Un déficit public inférieur à 3 % ne peut ainsi être considéré comme un objectif de moyen terme satisfaisant pour l'économie française, dans la mesure où il ne suffit pas à stabiliser le ratio de dette publique, comme il conviendrait de le faire dans une période de reprise conjoncturelle.

Par rapport à la politique budgétaire simulée en projection, le montant des mesures correctrices nécessaires pour parvenir à stabiliser le ratio dette/PIB représenterait, selon le modèle MOSAÏQUE, l'équivalent de 1,5 point de Contribution Sociale Généralisée. Un prélèvement de ce montant (ou une réduction équivalente des dépenses publiques) ramènerait le déficit public en 2002 à 2,1 % du PIB 10( * ) .

· En plus des considérations macroéconomiques, il convient d'avoir à l'esprit les effets de l'augmentation de l'endettement public sur l'efficacité et l'équité du système fiscal.

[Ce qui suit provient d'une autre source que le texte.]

//! Hash-cost configuration.
//!
//! A [`HashingPolicy`] is built once at startup and handed to every
//! [`CredentialField`](crate::CredentialField) that should hash with it.
//! Test suites build [`HashingPolicy::minimum`] instead of flipping a global.

use argon2::password_hash::{self, PasswordHash, PasswordHasher, PasswordVerifier, SaltString};
use argon2::{Algorithm, Argon2, Params, Version};
use rand_core::{OsRng, RngCore};
use serde::Deserialize;

use crate::digest::Digest;
use crate::error::Error;

const SALT_LEN: usize = 16;

/// How expensive each new digest should be.
///
/// Cost only affects digests produced from now on. Every digest records its
/// own parameters, so changing the cost never breaks verification of digests
/// already in storage.
#[derive(Debug, Clone, Copy, PartialEq, Eq, Default, Deserialize)]
#[serde(rename_all = "snake_case")]
pub enum Cost {
    /// The argon2 crate's recommended parameters.
    #[default]
    Default,
    /// The cheapest parameters argon2 accepts. For test environments only.
    Minimum,
    /// Explicit Argon2id parameters.
    Custom {
        /// Memory size in KiB
        memory_kib: u32,
        /// Number of passes
        iterations: u32,
        /// Degree of parallelism
        parallelism: u32,
    },
}

impl Cost {
    fn params(self) -> Result<Params, argon2::Error> {
        match self {
            Cost::Default => Ok(Params::default()),
            Cost::Minimum => Params::new(
                Params::MIN_M_COST,
                Params::MIN_T_COST,
                Params::MIN_P_COST,
                None,
            ),
            Cost::Custom {
                memory_kib,
                iterations,
                parallelism,
            } => Params::new(memory_kib, iterations, parallelism, None),
        }
    }
}

#[derive(Deserialize)]
struct PolicyConfig {
    #[serde(default)]
    cost: Cost,
}

/// The Argon2id hashing configuration used to produce digests.
///
/// # Examples
///
/// ```
/// use secure_fields::{Cost, HashingPolicy};
///
/// let policy = HashingPolicy::new(Cost::Minimum).expect("hashing available");
/// let digest = policy.hash("mUc3m00RsqyRe").unwrap();
///
/// assert!(digest.expose_digest().starts_with("$argon2id$"));
/// assert!(policy.verify("password", &digest, "mUc3m00RsqyRe").unwrap());
/// ```
#[derive(Debug, Clone, Deserialize)]
#[serde(try_from = "PolicyConfig")]
pub struct HashingPolicy {
    cost: Cost,
    params: Params,
}

impl HashingPolicy {
    /// Builds a policy for the given cost.
    ///
    /// # Errors
    ///
    /// Returns [`Error::Configuration`] if the parameters are rejected by
    /// argon2 or the operating system provides no entropy source for salts.
    /// Either way the process cannot store passwords safely and should not
    /// start.
    pub fn new(cost: Cost) -> Result<Self, Error> {
        let params = cost.params().map_err(|e| {
            Error::Configuration(format!("argon2 rejected cost {:?}: {}", cost, e))
        })?;

        // Fail at construction rather than on the first password assignment.
        salt_bytes().map_err(|e| Error::Configuration(entropy_unavailable(e)))?;

        tracing::debug!(
            m_cost = params.m_cost(),
            t_cost = params.t_cost(),
            p_cost = params.p_cost(),
            "argon2id hashing policy ready"
        );

        Ok(Self { cost, params })
    }

    /// Policy with the recommended default cost.
    pub fn secure() -> Result<Self, Error> {
        Self::new(Cost::Default)
    }

    /// Policy with the smallest legal cost, for tests.
    pub fn minimum() -> Result<Self, Error> {
        Self::new(Cost::Minimum)
    }

    /// Returns the configured cost.
    pub fn cost(&self) -> Cost {
        self.cost
    }

    fn hasher(&self) -> Argon2<'static> {
        Argon2::new(Algorithm::Argon2id, Version::V0x13, self.params.clone())
    }

    /// Hashes `plaintext` with a fresh random salt.
    ///
    /// # Errors
    ///
    /// Returns [`Error::Hashing`] if no salt could be drawn or argon2 fails.
    pub fn hash(&self, plaintext: &str) -> Result<Digest, Error> {
        let salt = generate_salt()?;
        let hash = self
            .hasher()
            .hash_password(plaintext.as_bytes(), &salt)
            .map_err(|e| Error::Hashing(e.to_string()))?;

        Ok(Digest::new(hash.to_string()))
    }

    /// Checks `candidate` against `digest` using the digest's own parameters.
    ///
    /// `attribute` only labels the error.
    ///
    /// # Errors
    ///
    /// Returns [`Error::CorruptDigest`] if `digest` is not a complete argon2
    /// PHC string. A wrong candidate is `Ok(false)`.
    pub fn verify(&self, attribute: &str, digest: &Digest, candidate: &str) -> Result<bool, Error> {
        let parsed = parse(attribute, digest)?;

        match Argon2::default().verify_password(candidate.as_bytes(), &parsed) {
            Ok(()) => Ok(true),
            Err(password_hash::Error::Password) => Ok(false),
            Err(e) => {
                tracing::warn!(attribute, error = %e, "stored digest failed verification");
                Err(Error::corrupt_digest(attribute, e))
            }
        }
    }

    /// Returns `true` if `digest` was produced with different parameters
    /// than this policy would use today.
    ///
    /// # Errors
    ///
    /// Returns [`Error::CorruptDigest`] if `digest` cannot be parsed.
    pub fn needs_rehash(&self, attribute: &str, digest: &Digest) -> Result<bool, Error> {
        let parsed = parse(attribute, digest)?;

        if parsed.algorithm.as_str() != Algorithm::Argon2id.as_str() {
            return Ok(true);
        }

        let stored = Params::try_from(&parsed).map_err(|e| Error::corrupt_digest(attribute, e))?;
        Ok(stored.m_cost() != self.params.m_cost()
            || stored.t_cost() != self.params.t_cost()
            || stored.p_cost() != self.params.p_cost())
    }
}

impl TryFrom<PolicyConfig> for HashingPolicy {
    type Error = Error;

    fn try_from(config: PolicyConfig) -> Result<Self, Self::Error> {
        Self::new(config.cost)
    }
}

fn parse<'a>(attribute: &str, digest: &'a Digest) -> Result<PasswordHash<'a>, Error> {
    let parsed =
        PasswordHash::new(digest.expose_digest()).map_err(|e| Error::corrupt_digest(attribute, e))?;

    if parsed.salt.is_none() || parsed.hash.is_none() {
        return Err(Error::corrupt_digest(attribute, "digest has no salt or hash"));
    }

    Ok(parsed)
}

fn salt_bytes() -> Result<[u8; SALT_LEN], rand_core::Error> {
    let mut bytes = [0u8; SALT_LEN];
    OsRng.try_fill_bytes(&mut bytes)?;
    Ok(bytes)
}

fn entropy_unavailable(e: impl std::fmt::Display) -> String {
    format!(
        "argon2 salts require an operating system entropy source: {}",
        e
    )
}

fn generate_salt() -> Result<SaltString, Error> {
    let bytes = salt_bytes().map_err(|e| Error::Hashing(entropy_unavailable(e)))?;
    SaltString::encode_b64(&bytes).map_err(|e| Error::Hashing(e.to_string()))
}

#[cfg(test)]
mod tests {
    use super::*;

    fn policy() -> HashingPolicy {
        HashingPolicy::minimum().expect("minimum cost is valid")
    }

    #[test]
    fn hash_produces_self_describing_digest() {
        let digest = policy().hash("secret").unwrap();
        let encoded = digest.expose_digest();

        assert!(encoded.starts_with("$argon2id$v=19$m=8,t=1,p=1$"));
        assert!(!encoded.contains("secret"));
    }

    #[test]
    fn same_plaintext_gets_different_salts() {
        let p = policy();
        let a = p.hash("secret").unwrap();
        let b = p.hash("secret").unwrap();

        assert_ne!(a.expose_digest(), b.expose_digest());
    }

    #[test]
    fn verify_matches_and_rejects() {
        let p = policy();
        let digest = p.hash("secret").unwrap();

        assert!(p.verify("password", &digest, "secret").unwrap());
        assert!(!p.verify("password", &digest, "Secret").unwrap());
        assert!(!p.verify("password", &digest, "").unwrap());
    }

    #[test]
    fn old_cost_digest_verifies_under_new_policy() {
        let cheap = policy();
        let digest = cheap.hash("secret").unwrap();

        let dearer = HashingPolicy::new(Cost::Custom {
            memory_kib: 64,
            iterations: 2,
            parallelism: 1,
        })
        .unwrap();

        assert!(dearer.verify("password", &digest, "secret").unwrap());
        assert!(dearer.needs_rehash("password", &digest).unwrap());
        assert!(!cheap.needs_rehash("password", &digest).unwrap());
    }

    #[test]
    fn garbage_digest_is_corrupt_not_false() {
        let p = policy();
        let digest = Digest::new("not a digest".to_string());

        let err = p.verify("password", &digest, "secret").unwrap_err();
        assert!(err.is_corrupt_digest());
    }

    #[test]
    fn truncated_digest_is_corrupt() {
        let p = policy();
        let digest = Digest::new("$argon2id$v=19$m=8,t=1,p=1".to_string());

        assert!(p.verify("password", &digest, "secret").unwrap_err().is_corrupt_digest());
    }

    #[test]
    fn foreign_algorithm_is_corrupt() {
        let p = policy();
        let digest = Digest::new(
            "$scrypt$ln=4,r=8,p=1$c2FsdHNhbHRzYWx0$aGFzaGhhc2hoYXNoaGFzaA".to_string(),
        );

        assert!(p.verify("password", &digest, "secret").unwrap_err().is_corrupt_digest());
    }

    #[test]
    fn invalid_custom_cost_is_configuration_error() {
        let err = HashingPolicy::new(Cost::Custom {
            memory_kib: 1,
            iterations: 0,
            parallelism: 1,
        })
        .unwrap_err();

        assert!(matches!(err, Error::Configuration(_)));
        assert!(err.to_string().contains("argon2"));
    }

    #[test]
    fn entropy_failure_reads_as_single_configuration_error() {
        let err = Error::Configuration(entropy_unavailable("getrandom: unsupported"));

        assert_eq!(
            err.to_string(),
            "Hashing configuration error: argon2 salts require an operating system \
             entropy source: getrandom: unsupported"
        );
    }

    #[test]
    fn deserializes_from_config() {
        let p: HashingPolicy = serde_json::from_str(r#"{ "cost": "minimum" }"#).unwrap();
        assert_eq!(p.cost(), Cost::Minimum);

        let p: HashingPolicy = serde_json::from_str("{}").unwrap();
        assert_eq!(p.cost(), Cost::Default);

        let p: HashingPolicy = serde_json::from_str(
            r#"{ "cost": { "custom": { "memory_kib": 64, "iterations": 1, "parallelism": 1 } } }"#,
        )
        .unwrap();
        assert_eq!(
            p.cost(),
            Cost::Custom {
                memory_kib: 64,
                iterations: 1,
                parallelism: 1
            }
        );
    }

    #[test]
    fn invalid_config_fails_to_deserialize() {
        let result: Result<HashingPolicy, _> = serde_json::from_str(
            r#"{ "cost": { "custom": { "memory_kib": 0, "iterations": 0, "parallelism": 0 } } }"#,
        );
        assert!(result.is_err());
    }
}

L'accroissement de la dette publique se traduit instantanément par une augmentation des créances pour le même montant, sous forme d'émission de titres de la dette publique. Si la dette publique ne constitue pas de ce fait un " report de charges sur les générations futures ", elle opère néanmoins une redistribution au profit des porteurs de la dette publique. Lorsque les charges d'intérêt de la dette atteignent, comme aujourd'hui, un montant supérieur à celui de l'impôt sur le revenu, les réflexions sur l'évolution de la dette publique ne peuvent donc s'abstraire de considérations sur l'équité fiscale.